__Work instructions__.
Would you copy out each line of the records below that includes the word "window"?
⟨
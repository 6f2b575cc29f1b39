// Copyright 2025 the Sumi Authors
// SPDX-License-Identifier: Apache-2.0 OR MIT

//! End-to-end stroke scenarios through the renderer.

use std::time::Duration;

use sumi::kurbo::Point;
use sumi::{
    BlendMode, HistoryEntry, Layer, Renderer, RendererOptions, StrokePoint, StrokeSettings,
};
use sumi_tests::{gpu_context, pixel, read_pixels, stroke, TestContext};

const CANVAS: u32 = 64;

fn test_renderer(ctx: &TestContext) -> Renderer {
    Renderer::new(
        &ctx.device,
        RendererOptions {
            field_texture_size: 64,
            ..Default::default()
        },
    )
    .expect("renderer")
}

fn test_settings() -> StrokeSettings {
    StrokeSettings {
        // The default feather window is tuned for large canvases; tighten it
        // so a 64 texel field shows a hard-edged mark.
        feather: (0.0, 0.05),
        ..Default::default()
    }
}

fn alpha_at(pixels: &[u8], x: u32, y: u32) -> u8 {
    pixel(pixels, CANVAS, x, y)[3]
}

#[test]
fn single_point_tap_renders_a_dot() {
    let Some(ctx) = gpu_context() else { return };
    let mut renderer = test_renderer(&ctx);
    let layer = Layer::new(&ctx.device, CANVAS, CANVAS);
    let mut history: Vec<HistoryEntry> = Vec::new();
    let drawable = renderer
        .finalize_stroke(
            &ctx.device,
            &ctx.queue,
            &[StrokePoint::new(32.0, 32.0, 1.0)],
            &test_settings(),
            &layer,
            &mut history,
        )
        .expect("a tap renders a dot");

    // The point cloud is a single point, so the bounds are the margin floor.
    assert_eq!(drawable.origin, Point::new(12.0, 12.0));
    assert_eq!(drawable.size.width, 40.0);
    assert_eq!(drawable.size.height, 40.0);
    assert_eq!(layer.drawable_count(), 1);
    assert_eq!(history.len(), 1);

    let pixels = read_pixels(&ctx, layer.texture()).unwrap();
    assert!(alpha_at(&pixels, 32, 32) > 200, "no paint at the dot center");
    assert_eq!(alpha_at(&pixels, 2, 2), 0, "paint outside the dot bounds");
    // The dot has radius 5; 10 units out is well clear of it.
    assert_eq!(alpha_at(&pixels, 32, 10), 0);
}

#[test]
fn history_closures_remove_and_restore_the_drawable() {
    let Some(ctx) = gpu_context() else { return };
    let mut renderer = test_renderer(&ctx);
    let layer = Layer::new(&ctx.device, CANVAS, CANVAS);
    let mut history: Vec<HistoryEntry> = Vec::new();
    renderer
        .finalize_stroke(
            &ctx.device,
            &ctx.queue,
            &stroke(&[(10.0, 32.0), (54.0, 32.0)], 1.0),
            &test_settings(),
            &layer,
            &mut history,
        )
        .expect("stroke renders");
    assert_eq!(layer.drawable_count(), 1);

    let mut entry = history.pop().expect("one history entry");
    (entry.undo)();
    assert_eq!(layer.drawable_count(), 0);
    (entry.redo)();
    assert_eq!(layer.drawable_count(), 1);
    // Redo after redo must not duplicate.
    (entry.redo)();
    assert_eq!(layer.drawable_count(), 1);
}

#[test]
fn degenerate_input_is_dropped_silently() {
    let Some(ctx) = gpu_context() else { return };
    let mut renderer = test_renderer(&ctx);
    let layer = Layer::new(&ctx.device, CANVAS, CANVAS);
    let mut history: Vec<HistoryEntry> = Vec::new();
    let result = renderer.finalize_stroke(
        &ctx.device,
        &ctx.queue,
        &[],
        &test_settings(),
        &layer,
        &mut history,
    );
    assert!(result.is_none());
    assert_eq!(renderer.counters().geometry, 1);
    assert_eq!(layer.drawable_count(), 0);
    assert!(history.is_empty());
}

#[test]
fn eraser_strokes_remove_paint() {
    let Some(ctx) = gpu_context() else { return };
    let mut renderer = test_renderer(&ctx);
    let layer = Layer::new(&ctx.device, CANVAS, CANVAS);
    let mut history: Vec<HistoryEntry> = Vec::new();
    let points = [StrokePoint::new(32.0, 32.0, 1.0)];
    renderer
        .finalize_stroke(
            &ctx.device,
            &ctx.queue,
            &points,
            &test_settings(),
            &layer,
            &mut history,
        )
        .expect("paint stroke renders");
    let painted = read_pixels(&ctx, layer.texture()).unwrap();
    assert!(alpha_at(&painted, 32, 32) > 200);

    let eraser = StrokeSettings {
        blend_mode: BlendMode::Erase,
        ..test_settings()
    };
    renderer
        .finalize_stroke(&ctx.device, &ctx.queue, &points, &eraser, &layer, &mut history)
        .expect("eraser stroke renders");
    let erased = read_pixels(&ctx, layer.texture()).unwrap();
    assert!(
        alpha_at(&erased, 32, 32) < 30,
        "eraser left alpha {}",
        alpha_at(&erased, 32, 32)
    );
}

#[test]
fn preview_is_throttled_and_non_queued() {
    let Some(ctx) = gpu_context() else { return };
    let mut renderer = Renderer::new(
        &ctx.device,
        RendererOptions {
            field_texture_size: 64,
            preview_interval: Duration::from_millis(16),
        },
    )
    .expect("renderer");
    let points = stroke(&[(10.0, 32.0), (54.0, 32.0)], 1.0);
    let settings = test_settings();

    let first = renderer.preview_stroke(&ctx.device, &ctx.queue, &points, &settings);
    assert!(first.is_some());
    // Inside the throttle window (or with the submission still in flight)
    // the request is dropped, not queued.
    let second = renderer.preview_stroke(&ctx.device, &ctx.queue, &points, &settings);
    assert!(second.is_none());

    // Reset returns to "not drawing"; the next preview starts fresh.
    renderer.reset();
    let third = renderer.preview_stroke(&ctx.device, &ctx.queue, &points, &settings);
    assert!(third.is_some());
}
⟩
__Task solution__.
        // The default feather window is tuned for large canvases; tighten it
    // Inside the throttle window (or with the submission still in flight)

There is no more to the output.